Human Population Genetics and Genomics ISSN 2770-5005


Human Population Genetics and Genomics 2021;1(1):0001 |

Editorial Open Access

Luca Cavalli-Sforza, 100 years after his birth

Lounès Chikhi 1,2 , Guido Barbujani 3

  • Laboratoire Évolution & Diversité Biologique (EDB UMR 5174), CNRS, IRD, UPS, Université de Toulouse Midi-Pyrénées, Toulouse, France
  • Instituto Gulbenkian de Ciência, Oeiras, Portugal
  • Department of Life Sciences and Biotechnology, University of Ferrara, Via L. Borsari 46, 44121, Ferrara, Italy

Correspondence: Guido Barbujani

Received: Sep 23, 2021 | Accepted: Sep 27, 2021 | Published: Oct 16, 2021

This article belongs to the Special Issue

© 2021 by the author(s). This is an Open Access article distributed under the terms of the Creative Commons License Attribution 4.0 International (CC BY 4.0), which permits unrestricted use, distribution, and reproduction in any medium or format, provided the original work is correctly credited.

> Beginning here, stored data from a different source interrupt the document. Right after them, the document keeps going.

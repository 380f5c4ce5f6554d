/*!
# Patches

A patch pairs a pattern (what to find) with an update (how to rewrite the node
bound to one of its slots). Resolving a patch against a tree yields one
candidate tree per matched location, lazily.
*/

use std::fs;
use std::path::Path;

use anyhow::{Context, Result};
use serde::{Deserialize, Serialize};

use super::matcher::{Match, Matcher};
use super::pattern::PatternNode;
use super::update::Update;
use super::{RepairError, RepairResult, DEFAULT_SLOT};
use crate::ast::{NodeRef, SlotId};

#[derive(Debug, Clone, PartialEq)]
pub struct Patch {
    name: String,
    matcher: Matcher,
    /// Slot whose node is rewritten; `None` rewrites the match root.
    slot: Option<SlotId>,
    update: Update,
}

impl Patch {
    /// Rewrites slot 1 when the pattern binds it, otherwise the match root.
    pub fn new(name: impl Into<String>, pattern: PatternNode, update: Update) -> RepairResult<Self> {
        update.validate()?;
        let slot = pattern.slots().contains(&DEFAULT_SLOT).then_some(DEFAULT_SLOT);
        Ok(Self {
            name: name.into(),
            matcher: Matcher::new(pattern),
            slot,
            update,
        })
    }

    pub fn with_slot(mut self, slot: SlotId) -> RepairResult<Self> {
        if !self.matcher.pattern().slots().contains(&slot) {
            return Err(RepairError::invalid_patch(format!(
                "patch {:?} rewrites slot {slot}, which its pattern never binds",
                self.name
            )));
        }
        self.slot = Some(slot);
        Ok(self)
    }

    pub fn from_spec(name: impl Into<String>, spec: &PatchSpec) -> RepairResult<Self> {
        let update = match &spec.update {
            UpdateSpec::Replace(source) => Update::parse_replacement(source)?,
            UpdateSpec::Delete => Update::Delete,
        };
        let patch = Patch::new(name, PatternNode::parse(&spec.pattern)?, update)?;
        match spec.slot {
            Some(slot) => patch.with_slot(slot),
            None => Ok(patch),
        }
    }

    pub fn name(&self) -> &str {
        &self.name
    }

    pub fn matcher(&self) -> &Matcher {
        &self.matcher
    }

    pub fn slot(&self) -> Option<SlotId> {
        self.slot
    }

    pub fn update(&self) -> &Update {
        &self.update
    }

    /// Node the update rewrites at one match location.
    pub fn target<'a>(&self, found: &'a Match) -> Option<&'a NodeRef> {
        match self.slot {
            Some(slot) => found.get(slot),
            None => Some(&found.root),
        }
    }

    /// One rewritten tree per matched location, in traversal order.
    pub fn candidates<'p>(&'p self, tree: &'p NodeRef) -> impl Iterator<Item = RepairResult<NodeRef>> + 'p {
        self.matcher
            .matches(tree)
            .filter_map(move |found| self.target(&found).cloned())
            .map(move |target| self.update.run(tree, &target))
    }
}

/// Serialized form of a patch, as stored in patch files.
#[derive(Debug, Clone, PartialEq, Serialize, Deserialize)]
pub struct PatchSpec {
    #[serde(default, skip_serializing_if = "Option::is_none")]
    pub name: Option<String>,
    pub pattern: String,
    #[serde(default, skip_serializing_if = "Option::is_none")]
    pub slot: Option<SlotId>,
    pub update: UpdateSpec,
}

/// `{"replace": "<source>"}` or `"delete"`.
#[derive(Debug, Clone, PartialEq, Serialize, Deserialize)]
#[serde(rename_all = "snake_case")]
pub enum UpdateSpec {
    Replace(String),
    Delete,
}

/// Parse a JSON list of patch specs. Unnamed patches are called `patch-N`.
pub fn parse_patches(json: &str) -> Result<Vec<Patch>> {
    let specs: Vec<PatchSpec> = serde_json::from_str(json).context("Failed to parse patch list")?;
    specs
        .iter()
        .enumerate()
        .map(|(index, spec)| {
            let name = spec.name.clone().unwrap_or_else(|| format!("patch-{}", index + 1));
            Patch::from_spec(name.clone(), spec).with_context(|| format!("Invalid patch {name:?}"))
        })
        .collect()
}

pub fn load_patches(path: &Path) -> Result<Vec<Patch>> {
    let json = fs::read_to_string(path).with_context(|| format!("Failed to read patches from {path:?}"))?;
    parse_patches(&json).with_context(|| format!("Failed to load patches from {path:?}"))
}

/// Statistics for one patch across fixes
#[derive(Debug, Default, Clone, Serialize)]
pub struct PatchStats {
    pub patch_name: String,
    /// Fixes in which the patch was tried
    pub attempts: u64,
    /// Candidate programs it produced
    pub candidates: u64,
    /// Candidates that passed every test
    pub successes: u64,
    pub total_time_ms: u64,
}

impl PatchStats {
    pub fn new(patch_name: &str) -> Self {
        Self {
            patch_name: patch_name.to_string(),
            ..Default::default()
        }
    }

    pub fn success_rate(&self) -> f64 {
        if self.candidates == 0 {
            0.0
        } else {
            self.successes as f64 / self.candidates as f64
        }
    }

    pub fn average_time_ms(&self) -> f64 {
        if self.attempts == 0 {
            0.0
        } else {
            self.total_time_ms as f64 / self.attempts as f64
        }
    }
}
/*!
# Repair Integration Tests

End-to-end repair of small submissions: parse, match, rewrite, validate.
*/

use std::fs;

use pretty_assertions::assert_eq;
use tempfile::TempDir;
use tutor_core::repair::{load_patches, BatchFixer, Patch, PatternNode, RepairError, SubmissionFixer, TestOracle, Update};
use tutor_core::synthesis::ExampleLearner;
use tutor_core::{Matcher, Parser, PythonParser, ToSource};

const SETUP: &str = "\
def square(x):
    return x * x

def identity(x):
    return x
";

fn product_submission(total: &str, k: &str) -> String {
    format!(
        "{SETUP}
def product(n, term):
    {total}, {k} = 0, 1
    while {k} <= n:
        {total}, {k} = {total} * term({k}), {k} + 1
    return {total}
"
    )
}

fn product_tests() -> TestOracle {
    TestOracle::new()
        .with_case("product(3, identity)", 6)
        .with_case("product(5, identity)", 120)
        .with_case("product(3, square)", 36)
        .with_case("product(5, square)", 14400)
}

fn reset_accumulator() -> anyhow::Result<Patch> {
    Ok(Patch::new(
        "reset-accumulator",
        PatternNode::parse("total, k = $1{0}, 1")?,
        Update::parse_replacement("1")?,
    )?)
}

#[test]
fn test_fix_product_accumulator() -> anyhow::Result<()> {
    let mut fixer = SubmissionFixer::new();
    let outcome = fixer
        .fix(&product_submission("total", "k"), &[reset_accumulator()?], &product_tests())?
        .expect("product should be fixable");

    assert_eq!(outcome.patch_name, "reset-accumulator");
    assert_eq!(outcome.location, 0);
    assert!(outcome.source.contains("    total, k = 1, 1\n"));
    assert!(!outcome.source.contains("total, k = 0, 1"));
    assert_eq!(fixer.stats()["reset-accumulator"].successes, 1);
    Ok(())
}

#[test]
fn test_patch_does_not_fire_on_renamed_variables() -> anyhow::Result<()> {
    let mut fixer = SubmissionFixer::new();
    let outcome = fixer.fix(&product_submission("z", "w"), &[reset_accumulator()?], &product_tests())?;
    assert!(outcome.is_none());
    assert_eq!(fixer.stats()["reset-accumulator"].candidates, 0);
    Ok(())
}

#[test]
fn test_empty_patch_set_finds_nothing() -> anyhow::Result<()> {
    let mut fixer = SubmissionFixer::new();
    let outcome = fixer.fix(&product_submission("total", "k"), &[], &product_tests())?;
    assert!(outcome.is_none());
    assert!(fixer.stats().is_empty());
    Ok(())
}

#[test]
fn test_unparsable_submission_is_fatal() -> anyhow::Result<()> {
    let mut fixer = SubmissionFixer::new();
    let result = fixer.fix("def product(n, term)\n    return 1\n", &[reset_accumulator()?], &product_tests());
    assert!(matches!(result, Err(RepairError::FatalParse(_))));
    Ok(())
}

#[test]
fn test_fix_accumulate_base_case() -> anyhow::Result<()> {
    let submission = format!(
        "{SETUP}
def accumulate(combiner, base, n, term):
    if n == 1:
        return base
    return combiner(term(n), accumulate(combiner, base, n - 1, term))
"
    );
    let tests = TestOracle::new()
        .with_case("accumulate(lambda a, b: a + b, 0, 5, identity)", 15)
        .with_case("accumulate(lambda a, b: a + b, 11, 3, square)", 25)
        .with_case("accumulate(lambda a, b: a * b, 1, 4, square)", 576);
    let patches = vec![Patch::new(
        "base-case",
        PatternNode::parse("n == $1{1}")?,
        Update::parse_replacement("0")?,
    )?];

    let mut fixer = SubmissionFixer::new();
    let outcome = fixer.fix(&submission, &patches, &tests)?.expect("accumulate should be fixable");
    assert!(outcome.source.contains("    if n == 0:\n"));
    // The recursive `n - 1` is not a comparison, so it is left alone.
    assert!(outcome.source.contains("n - 1"));
    Ok(())
}

#[test]
fn test_learned_transformation_fixes_renamed_program() -> anyhow::Result<()> {
    let learned = ExampleLearner::default().learn_from_source("x = 0", "x = 1")?;
    assert_eq!(learned.len(), 3);

    let mut fixer = SubmissionFixer::new();
    let outcome = fixer
        .fix_with_transformations(&product_submission("z", "w"), &learned, &product_tests())?
        .expect("the bare literal rewrite should fix the program");
    assert_eq!(outcome.patch_name, "learned-3");
    assert!(outcome.source.contains("    z, w = 1, 1\n"));
    Ok(())
}

#[test]
fn test_matcher_over_submission() -> anyhow::Result<()> {
    let tree = PythonParser::new().parse(&product_submission("total", "k"))?;
    let found = Matcher::parse("$_ * $_")?.find(&tree);
    // `x * x` in square and `total * term(k)` in product
    assert_eq!(found.len(), 2);
    assert_eq!(found.locations()[0].to_source(), "x * x");

    let slots = Matcher::parse("$1 <= n")?.find(&tree);
    assert_eq!(slots[1].len(), 1);
    assert_eq!(slots[1][0].to_source(), "k");
    Ok(())
}

#[test]
fn test_patch_and_oracle_files() -> anyhow::Result<()> {
    let dir = TempDir::new()?;
    let patches_path = dir.path().join("patches.json");
    let tests_path = dir.path().join("tests.json");
    fs::write(
        &patches_path,
        r#"[
            {"pattern": "total, k = $1{0}, 1", "slot": 1, "update": {"replace": "1"}},
            {"name": "noop", "pattern": "$1{5}", "update": "delete"}
        ]"#,
    )?;
    fs::write(
        &tests_path,
        r#"[
            {"input": "product(3, identity)", "expected": 6},
            {"input": "product(5, square)", "expected": 14400}
        ]"#,
    )?;

    let patches = load_patches(&patches_path)?;
    assert_eq!(patches.len(), 2);
    assert_eq!(patches[0].name(), "patch-1");
    assert_eq!(patches[1].name(), "noop");

    let tests = TestOracle::load(&tests_path)?;
    assert_eq!(tests.len(), 2);

    let mut fixer = SubmissionFixer::new();
    let outcome = fixer.fix(&product_submission("total", "k"), &patches, &tests)?;
    assert_eq!(outcome.map(|o| o.patch_name), Some("patch-1".to_string()));
    Ok(())
}

#[test]
fn test_batch_directory() -> anyhow::Result<()> {
    let src = TempDir::new()?;
    let out = TempDir::new()?;
    fs::write(src.path().join("a.py"), product_submission("total", "k"))?;
    fs::write(src.path().join("broken.py"), "def product(n, term:\n")?;
    fs::write(src.path().join("notes.txt"), "not a submission")?;
    fs::create_dir(src.path().join("sub"))?;
    fs::write(src.path().join("sub").join("b.py"), product_submission("z", "w"))?;

    let mut batch = BatchFixer::new(SubmissionFixer::new());
    let summary = batch.fix_directory(src.path(), out.path(), &[reset_accumulator()?], &product_tests())?;

    assert_eq!(summary.files_processed, 3);
    assert_eq!(summary.files_fixed, 1);
    assert_eq!(summary.files_unfixed, 1);
    assert_eq!(summary.errors.len(), 1);
    assert!(!summary.success());

    let repaired = fs::read_to_string(out.path().join("a.py"))?;
    assert!(repaired.contains("total, k = 1, 1"));
    assert!(!out.path().join("sub").join("b.py").exists());
    assert!(!out.path().join("notes.txt").exists());
    Ok(())
}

Cite this article: Chikhi L, Barbujani G. Luca Cavalli-Sforza, 100 years after his birth. Hum Popul Genet Genom 2021; 1(1):0001.

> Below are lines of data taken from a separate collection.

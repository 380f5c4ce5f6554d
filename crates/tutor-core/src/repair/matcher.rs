/*!
# Structural Matcher

Pre-order search for every location where a pattern matches. Matching at one
location is a recursive structural test of the pattern root against the node;
the walk never stops at the first hit.
*/

use std::collections::BTreeMap;
use std::ops::Index;

use tracing::trace;

use super::pattern::PatternNode;
use super::RepairResult;
use crate::ast::{NodeRef, Preorder, SlotId};

/// One location where the whole pattern matched.
#[derive(Debug, Clone)]
pub struct Match {
    /// Node the pattern root matched.
    pub root: NodeRef,
    /// Node captured by each slot at this location.
    pub bindings: BTreeMap<SlotId, NodeRef>,
}

impl Match {
    pub fn get(&self, slot: SlotId) -> Option<&NodeRef> {
        self.bindings.get(&slot)
    }
}

/// Every match of one pattern against one tree, in traversal order.
///
/// For each slot the pattern binds, `result[slot]` holds exactly one node per
/// matched location.
#[derive(Debug, Clone, Default)]
pub struct MatchResult {
    locations: Vec<NodeRef>,
    bindings: BTreeMap<SlotId, Vec<NodeRef>>,
}

impl MatchResult {
    pub fn is_empty(&self) -> bool {
        self.locations.is_empty()
    }

    /// Number of matched locations.
    pub fn len(&self) -> usize {
        self.locations.len()
    }

    pub fn locations(&self) -> &[NodeRef] {
        &self.locations
    }

    /// Bound slots and their nodes, ordered by slot id.
    pub fn bindings(&self) -> impl Iterator<Item = (SlotId, &[NodeRef])> {
        self.bindings.iter().map(|(slot, nodes)| (*slot, nodes.as_slice()))
    }

    fn push(&mut self, found: Match) {
        self.locations.push(found.root);
        for (slot, node) in found.bindings {
            self.bindings.entry(slot).or_default().push(node);
        }
    }
}

impl Index<SlotId> for MatchResult {
    type Output = [NodeRef];

    /// Nodes bound to `slot`; empty when the slot never bound.
    fn index(&self, slot: SlotId) -> &[NodeRef] {
        self.bindings.get(&slot).map(Vec::as_slice).unwrap_or(&[])
    }
}

#[derive(Debug, Clone, PartialEq)]
pub struct Matcher {
    pattern: PatternNode,
}

impl Matcher {
    pub fn new(pattern: PatternNode) -> Self {
        Self { pattern }
    }

    /// Compile pattern source; see `PatternNode::parse`.
    pub fn parse(source: &str) -> RepairResult<Self> {
        PatternNode::parse(source).map(Self::new)
    }

    pub fn pattern(&self) -> &PatternNode {
        &self.pattern
    }

    /// Lazily enumerate matches over `tree` in pre-order.
    pub fn matches(&self, tree: &NodeRef) -> Matches<'_> {
        let walk = if tree.is_empty_module() {
            Preorder::empty()
        } else {
            Preorder::new(tree)
        };
        Matches {
            pattern: &self.pattern,
            walk,
        }
    }

    pub fn has_match(&self, tree: &NodeRef) -> bool {
        self.matches(tree).next().is_some()
    }

    /// Collect every match into a `MatchResult`.
    pub fn find(&self, tree: &NodeRef) -> MatchResult {
        let mut result = MatchResult::default();
        for found in self.matches(tree) {
            result.push(found);
        }
        trace!(pattern = %self.pattern, locations = result.len(), "matched");
        result
    }

    /// Test the pattern root against `node` alone.
    pub fn match_at(&self, node: &NodeRef) -> Option<Match> {
        let mut bindings = BTreeMap::new();
        match_node(&self.pattern, node, &mut bindings).then(|| Match {
            root: node.clone(),
            bindings,
        })
    }
}

/// Iterator returned by `Matcher::matches`.
pub struct Matches<'m> {
    pattern: &'m PatternNode,
    walk: Preorder,
}

impl Iterator for Matches<'_> {
    type Item = Match;

    fn next(&mut self) -> Option<Match> {
        for node in self.walk.by_ref() {
            let mut bindings = BTreeMap::new();
            if match_node(self.pattern, &node, &mut bindings) {
                return Some(Match { root: node, bindings });
            }
        }
        None
    }
}

fn match_node(pattern: &PatternNode, node: &NodeRef, bindings: &mut BTreeMap<SlotId, NodeRef>) -> bool {
    if pattern.category() != node.category() {
        return false;
    }
    match pattern {
        PatternNode::Wildcard { slot, .. } => {
            bind(*slot, node, bindings);
            true
        }
        PatternNode::Exact {
            kind,
            label,
            children,
            slot,
        } => {
            if *kind != node.kind() || label.as_ref() != node.label() {
                return false;
            }
            bind(*slot, node, bindings);
            match children {
                None => true,
                Some(children) => {
                    children.len() == node.children().len()
                        && children
                            .iter()
                            .zip(node.children())
                            .all(|(pattern, child)| match_node(pattern, child, bindings))
                }
            }
        }
    }
}

// First position in pre-order keeps a reused slot.
fn bind(slot: Option<SlotId>, node: &NodeRef, bindings: &mut BTreeMap<SlotId, NodeRef>) {
    if let Some(slot) = slot {
        bindings.entry(slot).or_insert_with(|| node.clone());
    }
}

#[cfg(test)]
mod tests {
    use pretty_assertions::assert_eq;

    use super::*;
    use crate::ast::{same_node, Category, Literal, Node, NodeKind};
    use crate::parser::{Parser, PythonParser};

    fn parse(source: &str) -> NodeRef {
        PythonParser::new().parse(source).unwrap()
    }

    fn matcher(pattern: &str) -> Matcher {
        Matcher::parse(pattern).unwrap()
    }

    #[test]
    fn test_concrete_pattern_matches_identical_tree() {
        let tree = parse("x = 0");
        let result = matcher("x = 0").find(&tree);
        assert_eq!(result.len(), 1);
        assert_eq!(result.bindings().count(), 0);
        assert!(matcher("x = 0").has_match(&tree));
        assert!(!matcher("x = 1").has_match(&tree));
    }

    #[test]
    fn test_slot_binds_exact_literal() {
        let tree = parse("n == 1");
        let result = matcher("n == $1{1}").find(&tree);
        assert_eq!(result[1].len(), 1);
        assert_eq!(result[1][0].literal_value(), Some(&Literal::Int(1)));
        assert!(same_node(&result[1][0], &tree.children()[0].children()[0].children()[1]));
    }

    #[test]
    fn test_all_locations_are_enumerated_in_preorder() {
        let tree = parse("a = 0\nif a == 0:\n    b = [0, 1, 0]");
        let result = matcher("$1{0}").find(&tree);
        assert_eq!(result.len(), 4);
        assert_eq!(result[1].len(), result.len());
        let first = &tree.children()[0].children()[1];
        assert!(same_node(&result[1][0], first));
    }

    #[test]
    fn test_missing_slot_indexes_empty() {
        let result = matcher("x").find(&parse("x + 1"));
        assert_eq!(result.len(), 1);
        assert!(result[7].is_empty());
    }

    #[test]
    fn test_categories_never_cross() {
        // A statement wildcard must not match the expressions inside it.
        let tree = parse("f(1)");
        let result = matcher("$1").find(&tree);
        assert_eq!(result.len(), 1);
        assert_eq!(result[1][0].kind(), NodeKind::ExpressionStatement);

        let expressions = Matcher::new(PatternNode::wildcard(Category::Expression)).find(&tree);
        assert_eq!(expressions.len(), 3);
    }

    #[test]
    fn test_empty_tree_and_empty_pattern_never_match() {
        let empty = parse("");
        assert!(!Matcher::new(PatternNode::wildcard(Category::Module)).has_match(&empty));
        assert!(!matcher("$_").has_match(&empty));
    }

    #[test]
    fn test_reused_slot_binds_first_position() {
        let tree = parse("a + b");
        let found = matcher("$1 + $1").matches(&tree).next().unwrap();
        assert_eq!(found.bindings.len(), 1);
        assert_eq!(found.get(1).unwrap().identifier(), Some("a"));
    }

    #[test]
    fn test_shallow_pattern_ignores_children() {
        let tree = parse("print(1, 2)\nlen(x)");
        let calls = Matcher::new(PatternNode::shallow(NodeKind::Call, None)).find(&tree);
        assert_eq!(calls.len(), 2);
    }

    #[test]
    fn test_match_at_checks_single_node() {
        let node = Node::binary(crate::ast::Operator::Add, Node::name("a"), Node::int(1));
        assert!(matcher("$1 + 1").match_at(&node).is_some());
        assert!(matcher("$1 - 1").match_at(&node).is_none());
    }

    #[test]
    fn test_matching_in_nested_function() {
        let tree = parse(
            "def accumulate(combiner, base, n, term):\n    if n == 1:\n        return base\n    return combiner(term(n), accumulate(combiner, base, n - 1, term))",
        );
        let result = matcher("n == $1{1}").find(&tree);
        assert_eq!(result.len(), 1);
        assert_eq!(result[1][0].to_string(), "1");
    }
}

It is a beautiful, sunny afternoon in June 2004, and we are sitting in a conference room of the Maison du Haut Salat, in the Pyrenees, south of France in the small village of Seix, 100 km from Toulouse. Next to us in the room is the little crowd of geneticists and archaeologists concentrating on a talk. Mark Thomas, Rosalind Harding, Laurent Excoffier, Stephen Shennan, Francesco d’Errico, João Zilhão, Martha Lahr, the late Henry Harpending, and Alex Bentley are all watching silently. In that late afternoon, despite a long day of discussions and presentations, we are all captivated by a youthful eighty-two-year-old population geneticist who is sharing with us the results of a study he just published in the prestigious Proceedings of the National Academy of Sciences of the USA. He is explaining to this fascinated audience some of his results on the genetics of populations located at the edge of the geographical range of a demographic expansion. He does not use very sophisticated visual tools. It’s all simple. He draws a wave, a dot, and explains how mutations may be surfing on the expanding wave. He shows how genetic drift taking place in these edge populations as they colonize new lands can generate major changes in allele frequency. By bringing mutations that were rare in the expanding source population to a high frequency, he shows how spatial expansions may leave a very specific signature that geneticists can then use to infer aspects of population history or, as Edmonds et al. wrote [1], to “reconstruct migratory trajectories”—a life-long search of Cavalli-Sforza’s. Edmonds’ work also showed how such a signature could be mistaken for the result of an adaptation process: the rapid increase of a mutation that was rare in other regions could easily and wrongly be interpreted as the effect of positive selection.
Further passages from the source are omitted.